--- Material provided Enclosed Below ---

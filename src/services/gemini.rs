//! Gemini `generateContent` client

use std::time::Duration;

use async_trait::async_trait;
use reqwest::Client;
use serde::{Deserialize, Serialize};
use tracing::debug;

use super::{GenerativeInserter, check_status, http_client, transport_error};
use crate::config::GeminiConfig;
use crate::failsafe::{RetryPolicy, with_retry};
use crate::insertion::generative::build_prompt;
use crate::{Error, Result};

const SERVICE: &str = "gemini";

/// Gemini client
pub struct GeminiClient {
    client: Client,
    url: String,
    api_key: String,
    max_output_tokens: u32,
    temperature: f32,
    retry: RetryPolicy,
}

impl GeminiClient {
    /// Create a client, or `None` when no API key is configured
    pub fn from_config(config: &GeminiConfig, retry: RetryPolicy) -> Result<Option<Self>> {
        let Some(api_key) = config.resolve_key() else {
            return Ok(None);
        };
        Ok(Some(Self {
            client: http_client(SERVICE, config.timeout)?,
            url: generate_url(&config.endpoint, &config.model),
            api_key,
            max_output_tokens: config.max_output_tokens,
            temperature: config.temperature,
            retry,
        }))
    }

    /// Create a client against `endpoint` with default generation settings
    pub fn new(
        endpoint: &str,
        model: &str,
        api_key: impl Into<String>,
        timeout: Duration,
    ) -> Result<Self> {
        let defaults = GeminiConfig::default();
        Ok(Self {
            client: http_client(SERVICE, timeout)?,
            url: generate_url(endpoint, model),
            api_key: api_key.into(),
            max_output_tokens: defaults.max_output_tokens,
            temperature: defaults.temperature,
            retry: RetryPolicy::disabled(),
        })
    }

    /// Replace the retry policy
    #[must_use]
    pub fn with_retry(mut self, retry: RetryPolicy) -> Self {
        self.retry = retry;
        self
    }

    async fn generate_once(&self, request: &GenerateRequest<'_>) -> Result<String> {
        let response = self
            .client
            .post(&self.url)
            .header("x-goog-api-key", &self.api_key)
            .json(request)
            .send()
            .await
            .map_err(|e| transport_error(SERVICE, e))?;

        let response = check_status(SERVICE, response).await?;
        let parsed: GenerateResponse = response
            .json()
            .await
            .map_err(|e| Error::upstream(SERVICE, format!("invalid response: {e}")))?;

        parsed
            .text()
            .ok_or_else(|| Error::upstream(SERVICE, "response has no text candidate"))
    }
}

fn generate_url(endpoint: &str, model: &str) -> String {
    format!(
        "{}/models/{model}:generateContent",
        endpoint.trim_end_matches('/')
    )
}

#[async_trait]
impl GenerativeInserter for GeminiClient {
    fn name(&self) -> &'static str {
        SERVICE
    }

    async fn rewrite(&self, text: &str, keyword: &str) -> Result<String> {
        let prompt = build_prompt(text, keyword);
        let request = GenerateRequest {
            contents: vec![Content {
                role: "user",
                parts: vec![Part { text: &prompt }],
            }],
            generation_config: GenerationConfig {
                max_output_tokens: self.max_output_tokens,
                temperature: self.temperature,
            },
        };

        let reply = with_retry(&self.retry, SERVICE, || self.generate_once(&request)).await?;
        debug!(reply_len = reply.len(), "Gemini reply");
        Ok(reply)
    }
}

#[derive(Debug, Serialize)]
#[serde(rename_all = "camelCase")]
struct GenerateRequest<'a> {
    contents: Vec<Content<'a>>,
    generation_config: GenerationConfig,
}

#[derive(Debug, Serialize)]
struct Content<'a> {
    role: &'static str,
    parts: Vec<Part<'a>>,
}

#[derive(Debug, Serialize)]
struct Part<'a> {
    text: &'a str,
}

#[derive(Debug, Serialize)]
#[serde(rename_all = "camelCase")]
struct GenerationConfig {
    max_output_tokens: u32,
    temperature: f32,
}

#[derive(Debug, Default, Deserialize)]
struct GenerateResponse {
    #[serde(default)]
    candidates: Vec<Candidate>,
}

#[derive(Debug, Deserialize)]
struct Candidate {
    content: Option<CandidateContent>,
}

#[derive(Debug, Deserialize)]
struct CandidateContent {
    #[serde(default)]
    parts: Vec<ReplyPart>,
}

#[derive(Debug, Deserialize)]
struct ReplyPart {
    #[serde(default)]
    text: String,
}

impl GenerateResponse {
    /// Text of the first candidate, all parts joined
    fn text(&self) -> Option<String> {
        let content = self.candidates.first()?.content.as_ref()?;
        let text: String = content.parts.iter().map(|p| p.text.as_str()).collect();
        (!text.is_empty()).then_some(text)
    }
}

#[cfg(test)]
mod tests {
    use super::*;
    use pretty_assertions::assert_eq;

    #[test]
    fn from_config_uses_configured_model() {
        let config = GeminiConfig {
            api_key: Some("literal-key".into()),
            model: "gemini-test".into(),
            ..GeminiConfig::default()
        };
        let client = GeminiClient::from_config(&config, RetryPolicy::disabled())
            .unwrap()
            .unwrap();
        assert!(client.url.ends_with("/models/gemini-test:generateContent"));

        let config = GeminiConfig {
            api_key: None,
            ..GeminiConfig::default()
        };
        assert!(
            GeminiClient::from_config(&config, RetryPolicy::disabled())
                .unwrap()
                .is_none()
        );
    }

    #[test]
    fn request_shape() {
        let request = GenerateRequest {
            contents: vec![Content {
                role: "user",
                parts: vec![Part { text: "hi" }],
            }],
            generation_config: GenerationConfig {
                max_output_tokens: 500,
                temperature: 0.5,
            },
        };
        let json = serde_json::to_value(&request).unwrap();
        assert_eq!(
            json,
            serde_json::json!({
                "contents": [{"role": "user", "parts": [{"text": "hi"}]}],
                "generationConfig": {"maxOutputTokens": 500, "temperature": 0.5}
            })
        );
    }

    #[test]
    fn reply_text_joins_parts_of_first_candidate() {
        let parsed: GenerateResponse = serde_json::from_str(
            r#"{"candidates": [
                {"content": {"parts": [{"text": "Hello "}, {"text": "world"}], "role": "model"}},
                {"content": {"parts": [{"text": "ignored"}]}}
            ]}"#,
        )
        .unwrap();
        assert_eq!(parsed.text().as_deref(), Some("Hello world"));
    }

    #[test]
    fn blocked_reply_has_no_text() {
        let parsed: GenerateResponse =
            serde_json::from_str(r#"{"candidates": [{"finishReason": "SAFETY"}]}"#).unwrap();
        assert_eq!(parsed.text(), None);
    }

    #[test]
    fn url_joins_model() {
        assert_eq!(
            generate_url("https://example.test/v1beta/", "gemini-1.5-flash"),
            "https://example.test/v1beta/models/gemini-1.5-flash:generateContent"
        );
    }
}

--- End of Enclosed Material provided ---
--- Material provided Enclosed Below ---

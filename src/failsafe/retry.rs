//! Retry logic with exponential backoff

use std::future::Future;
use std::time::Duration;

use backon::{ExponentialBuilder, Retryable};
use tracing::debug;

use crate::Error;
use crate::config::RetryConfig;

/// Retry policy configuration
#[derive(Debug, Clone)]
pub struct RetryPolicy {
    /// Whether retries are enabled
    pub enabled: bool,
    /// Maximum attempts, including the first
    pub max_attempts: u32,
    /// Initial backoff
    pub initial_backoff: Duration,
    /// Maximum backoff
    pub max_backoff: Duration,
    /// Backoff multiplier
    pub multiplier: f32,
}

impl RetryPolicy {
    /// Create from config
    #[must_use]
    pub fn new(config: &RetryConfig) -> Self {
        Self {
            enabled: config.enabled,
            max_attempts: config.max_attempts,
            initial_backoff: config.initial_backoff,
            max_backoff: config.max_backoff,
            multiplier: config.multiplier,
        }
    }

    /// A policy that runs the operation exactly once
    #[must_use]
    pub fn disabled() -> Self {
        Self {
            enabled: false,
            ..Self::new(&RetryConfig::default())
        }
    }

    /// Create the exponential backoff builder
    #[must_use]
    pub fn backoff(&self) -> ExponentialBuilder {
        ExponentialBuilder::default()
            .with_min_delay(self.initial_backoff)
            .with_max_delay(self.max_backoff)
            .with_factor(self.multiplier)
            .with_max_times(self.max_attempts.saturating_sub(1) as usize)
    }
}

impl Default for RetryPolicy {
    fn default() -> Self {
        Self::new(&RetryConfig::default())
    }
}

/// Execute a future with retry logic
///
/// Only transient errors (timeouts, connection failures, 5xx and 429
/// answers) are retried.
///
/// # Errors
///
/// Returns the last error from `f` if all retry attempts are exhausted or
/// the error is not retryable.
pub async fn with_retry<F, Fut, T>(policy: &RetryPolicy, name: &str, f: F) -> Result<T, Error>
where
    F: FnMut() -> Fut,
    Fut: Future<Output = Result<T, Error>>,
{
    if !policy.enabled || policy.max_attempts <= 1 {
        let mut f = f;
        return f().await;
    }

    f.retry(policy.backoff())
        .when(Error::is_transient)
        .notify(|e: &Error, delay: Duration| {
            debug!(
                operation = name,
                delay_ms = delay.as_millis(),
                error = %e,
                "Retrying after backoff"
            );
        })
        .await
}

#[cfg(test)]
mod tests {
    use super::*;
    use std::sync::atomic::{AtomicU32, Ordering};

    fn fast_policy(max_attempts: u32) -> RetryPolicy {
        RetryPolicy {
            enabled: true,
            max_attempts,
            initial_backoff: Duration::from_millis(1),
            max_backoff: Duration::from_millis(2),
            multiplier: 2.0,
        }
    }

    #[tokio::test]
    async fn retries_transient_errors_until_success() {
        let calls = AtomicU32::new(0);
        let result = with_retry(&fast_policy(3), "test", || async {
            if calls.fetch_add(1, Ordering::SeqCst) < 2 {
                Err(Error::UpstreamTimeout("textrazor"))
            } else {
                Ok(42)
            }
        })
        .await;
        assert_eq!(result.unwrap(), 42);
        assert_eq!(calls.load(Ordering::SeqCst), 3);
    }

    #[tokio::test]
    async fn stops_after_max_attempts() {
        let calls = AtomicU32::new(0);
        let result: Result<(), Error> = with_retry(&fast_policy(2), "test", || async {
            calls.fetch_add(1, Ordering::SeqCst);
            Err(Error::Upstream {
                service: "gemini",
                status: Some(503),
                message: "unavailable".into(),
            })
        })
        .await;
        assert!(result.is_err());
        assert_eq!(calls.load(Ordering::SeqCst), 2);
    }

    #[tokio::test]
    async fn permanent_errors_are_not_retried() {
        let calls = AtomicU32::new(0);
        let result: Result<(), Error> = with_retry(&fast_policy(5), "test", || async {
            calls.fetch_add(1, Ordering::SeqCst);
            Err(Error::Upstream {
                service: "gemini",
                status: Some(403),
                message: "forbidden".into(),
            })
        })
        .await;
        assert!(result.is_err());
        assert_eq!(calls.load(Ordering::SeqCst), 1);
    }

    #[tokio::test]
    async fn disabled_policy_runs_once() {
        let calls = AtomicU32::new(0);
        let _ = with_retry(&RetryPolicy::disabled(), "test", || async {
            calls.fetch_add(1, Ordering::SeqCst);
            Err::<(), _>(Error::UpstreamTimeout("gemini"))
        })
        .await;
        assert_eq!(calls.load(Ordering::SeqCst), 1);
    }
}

--- End of Enclosed Material provided ---
--- Material provided Enclosed Below ---

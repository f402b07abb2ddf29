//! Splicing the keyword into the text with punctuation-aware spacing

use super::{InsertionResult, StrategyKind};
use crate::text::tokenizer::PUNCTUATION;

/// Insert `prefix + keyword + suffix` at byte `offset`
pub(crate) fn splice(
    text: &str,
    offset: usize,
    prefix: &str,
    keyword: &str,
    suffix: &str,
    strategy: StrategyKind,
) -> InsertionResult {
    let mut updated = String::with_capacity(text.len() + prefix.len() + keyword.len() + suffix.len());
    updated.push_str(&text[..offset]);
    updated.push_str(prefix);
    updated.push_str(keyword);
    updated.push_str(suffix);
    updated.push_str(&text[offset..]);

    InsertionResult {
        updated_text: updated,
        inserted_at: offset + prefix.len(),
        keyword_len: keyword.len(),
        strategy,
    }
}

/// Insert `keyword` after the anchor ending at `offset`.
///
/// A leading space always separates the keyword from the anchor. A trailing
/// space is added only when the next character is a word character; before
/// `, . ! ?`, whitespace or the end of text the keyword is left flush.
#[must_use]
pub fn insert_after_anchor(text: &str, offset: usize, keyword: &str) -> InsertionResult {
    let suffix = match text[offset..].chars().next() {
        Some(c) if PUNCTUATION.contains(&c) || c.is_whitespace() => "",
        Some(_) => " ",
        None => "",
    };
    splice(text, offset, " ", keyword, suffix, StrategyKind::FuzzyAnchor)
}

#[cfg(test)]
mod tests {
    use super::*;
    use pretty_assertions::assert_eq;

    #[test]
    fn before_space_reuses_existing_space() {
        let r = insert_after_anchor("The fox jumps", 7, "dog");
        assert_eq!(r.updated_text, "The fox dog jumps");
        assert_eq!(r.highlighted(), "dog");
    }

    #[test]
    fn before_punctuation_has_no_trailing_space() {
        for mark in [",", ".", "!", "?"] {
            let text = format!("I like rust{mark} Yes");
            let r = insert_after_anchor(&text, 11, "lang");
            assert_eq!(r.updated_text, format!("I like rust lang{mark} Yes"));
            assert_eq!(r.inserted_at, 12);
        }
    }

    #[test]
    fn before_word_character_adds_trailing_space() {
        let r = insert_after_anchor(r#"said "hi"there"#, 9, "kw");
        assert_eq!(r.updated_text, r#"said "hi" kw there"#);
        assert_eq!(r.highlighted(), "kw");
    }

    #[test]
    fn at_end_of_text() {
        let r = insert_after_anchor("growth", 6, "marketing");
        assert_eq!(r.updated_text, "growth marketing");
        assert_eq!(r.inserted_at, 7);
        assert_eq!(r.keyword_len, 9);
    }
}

--- End of Enclosed Material provided ---

§ Your assignment
This task calls for the number of lines in the entries that contain the string "message", with no accompanying text.

§ Output for this task
2